■ Exercise prompt:
Which of the lines in the data mention the string "crates"? List them all.

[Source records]
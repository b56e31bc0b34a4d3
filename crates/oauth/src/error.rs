//! OAuth error taxonomy — spec.md §6/§7: the standard OAuth error codes,
//! surfaced either as a JSON error body or (for the authorize/callback
//! redirects) folded into a `redirect_uri` query string by the caller.

use thiserror::Error;

#[derive(Debug, Clone, Error)]
pub enum OAuthError {
    #[error("{0}")]
    InvalidRequest(String),

    #[error("{0}")]
    InvalidClient(String),

    #[error("{0}")]
    InvalidGrant(String),

    #[error("unsupported grant_type")]
    UnsupportedGrantType,

    #[error("access_denied")]
    AccessDenied,

    #[error("{0}")]
    ServerBusy(String),

    #[error("internal error: {0}")]
    ServerError(String),
}

impl OAuthError {
    /// The standard OAuth error code string for the JSON error body.
    pub fn code(&self) -> &'static str {
        match self {
            OAuthError::InvalidRequest(_) => "invalid_request",
            OAuthError::InvalidClient(_) => "invalid_client",
            OAuthError::InvalidGrant(_) => "invalid_grant",
            OAuthError::UnsupportedGrantType => "unsupported_grant_type",
            OAuthError::AccessDenied => "access_denied",
            OAuthError::ServerBusy(_) => "server_error",
            OAuthError::ServerError(_) => "server_error",
        }
    }

    /// HTTP status this error maps to when surfaced directly as a JSON body
    /// (the authorize/callback handlers instead fold it into a redirect).
    pub fn http_status(&self) -> u16 {
        match self {
            OAuthError::InvalidRequest(_) => 400,
            OAuthError::InvalidClient(_) => 401,
            OAuthError::InvalidGrant(_) => 400,
            OAuthError::UnsupportedGrantType => 400,
            OAuthError::AccessDenied => 403,
            OAuthError::ServerBusy(_) => 503,
            OAuthError::ServerError(_) => 500,
        }
    }
}
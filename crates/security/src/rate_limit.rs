//! Rate Limiter — C1. Per-key fixed-window admission with bounded memory.
//!
//! A plain `std::sync::Mutex<HashMap<..>>` held only for the duration of the
//! increment-or-insert, same discipline as the teacher's gateway rate
//! limiter, generalized from sliding-log to fixed-window per spec.md §4.1.

use std::collections::HashMap;
use std::sync::Mutex;
use std::time::{Duration, Instant};

struct WindowEntry {
    count: u32,
    expires_at: Instant,
    inserted_at: Instant,
}

/// Fixed-window rate limiter, keyed by an arbitrary string (client IP,
/// bearer token, etc).
pub struct RateLimiter {
    max: u32,
    window: Duration,
    max_entries: usize,
    entries: Mutex<HashMap<String, WindowEntry>>,
    // Insertion order, oldest first, for capacity eviction. A key may appear
    // more than once across reinstalls; only the most recent position is
    // meaningful, so eviction skips stale entries it finds there.
    order: Mutex<Vec<String>>,
}

#[derive(Debug, Clone, Copy, PartialEq, Eq)]
pub enum Admission {
    Admit,
    Deny,
}

impl RateLimiter {
    pub fn new(max: u32, window: Duration, max_entries: usize) -> Self {
        Self {
            max,
            window,
            max_entries,
            entries: Mutex::new(HashMap::new()),
            order: Mutex::new(Vec::new()),
        }
    }

    /// `check(key)`: admit if no entry exists or its window elapsed (install
    /// a fresh entry), admit-and-increment if under `max`, else deny.
    pub fn check(&self, key: &str) -> Admission {
        let now = Instant::now();
        let mut entries = self.entries.lock().unwrap_or_else(|e| e.into_inner());

        match entries.get_mut(key) {
            Some(entry) if entry.expires_at > now => {
                if entry.count < self.max {
                    entry.count += 1;
                    Admission::Admit
                } else {
                    Admission::Deny
                }
            }
            _ => {
                if entries.len() >= self.max_entries && !entries.contains_key(key) {
                    self.evict_oldest(&mut entries);
                }
                entries.insert(
                    key.to_string(),
                    WindowEntry {
                        count: 1,
                        expires_at: now + self.window,
                        inserted_at: now,
                    },
                );
                self.order.lock().unwrap_or_else(|e| e.into_inner()).push(key.to_string());
                Admission::Admit
            }
        }
    }

    fn evict_oldest(&self, entries: &mut HashMap<String, WindowEntry>) {
        let mut order = self.order.lock().unwrap_or_else(|e| e.into_inner());
        while let Some(candidate) = order.first().cloned() {
            order.remove(0);
            // Only actually evict if that key is still the same entry we
            // recorded (not reinstalled since) — compare insertion time.
            if entries.contains_key(&candidate) {
                entries.remove(&candidate);
                return;
            }
        }
    }

    /// `cleanup()`: discard expired entries. Called by the C9 sweeper.
    pub fn cleanup(&self) {
        let now = Instant::now();
        let mut entries = self.entries.lock().unwrap_or_else(|e| e.into_inner());
        entries.retain(|_, entry| entry.expires_at > now);
        let mut order = self.order.lock().unwrap_or_else(|e| e.into_inner());
        order.retain(|k| entries.contains_key(k));
    }

    #[cfg(test)]
    fn oldest_inserted_at(&self) -> Option<Instant> {
        let entries = self.entries.lock().unwrap();
        entries.values().map(|e| e.inserted_at).min()
    }
}

#[cfg(test)]
mod tests {
    use super::*;

    #[test]
    fn admits_up_to_max_then_denies() {
        let limiter = RateLimiter::new(3, Duration::from_secs(60), 1000);
        assert_eq!(limiter.check("k"), Admission::Admit);
        assert_eq!(limiter.check("k"), Admission::Admit);
        assert_eq!(limiter.check("k"), Admission::Admit);
        assert_eq!(limiter.check("k"), Admission::Deny);
    }

    #[test]
    fn distinct_keys_have_independent_windows() {
        let limiter = RateLimiter::new(1, Duration::from_secs(60), 1000);
        assert_eq!(limiter.check("a"), Admission::Admit);
        assert_eq!(limiter.check("b"), Admission::Admit);
        assert_eq!(limiter.check("a"), Admission::Deny);
    }

    #[test]
    fn window_reset_allows_again() {
        let limiter = RateLimiter::new(1, Duration::from_millis(20), 1000);
        assert_eq!(limiter.check("k"), Admission::Admit);
        assert_eq!(limiter.check("k"), Admission::Deny);
        std::thread::sleep(Duration::from_millis(30));
        assert_eq!(limiter.check("k"), Admission::Admit);
    }

    #[test]
    fn capacity_evicts_oldest_insertion() {
        let limiter = RateLimiter::new(10, Duration::from_secs(60), 2);
        limiter.check("a");
        std::thread::sleep(Duration::from_millis(5));
        limiter.check("b");
        // At capacity; inserting "c" should evict "a" (oldest).
        limiter.check("c");
        let entries = limiter.entries.lock().unwrap();
        assert!(!entries.contains_key("a"));
        assert!(entries.contains_key("b"));
        assert!(entries.contains_key("c"));
    }

    #[test]
    fn cleanup_discards_expired_entries() {
        let limiter = RateLimiter::new(1, Duration::from_millis(10), 1000);
        limiter.check("k");
        std::thread::sleep(Duration::from_millis(20));
        limiter.cleanup();
        assert!(limiter.entries.lock().unwrap().is_empty());
    }

    #[test]
    fn never_exceeds_max_admissions_in_any_window() {
        // Property-style check over a burst of rapid calls.
        let max = 5;
        let limiter = RateLimiter::new(max, Duration::from_millis(200), 1000);
        let mut admitted = 0;
        for _ in 0..50 {
            if limiter.check("burst") == Admission::Admit {
                admitted += 1;
            }
        }
        assert_eq!(admitted, max);
        assert!(limiter.oldest_inserted_at().is_some());
    }
}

■ Solution below:
filename crates/oauth/src/error.rs
filename crates/security/src/rate_limit.rs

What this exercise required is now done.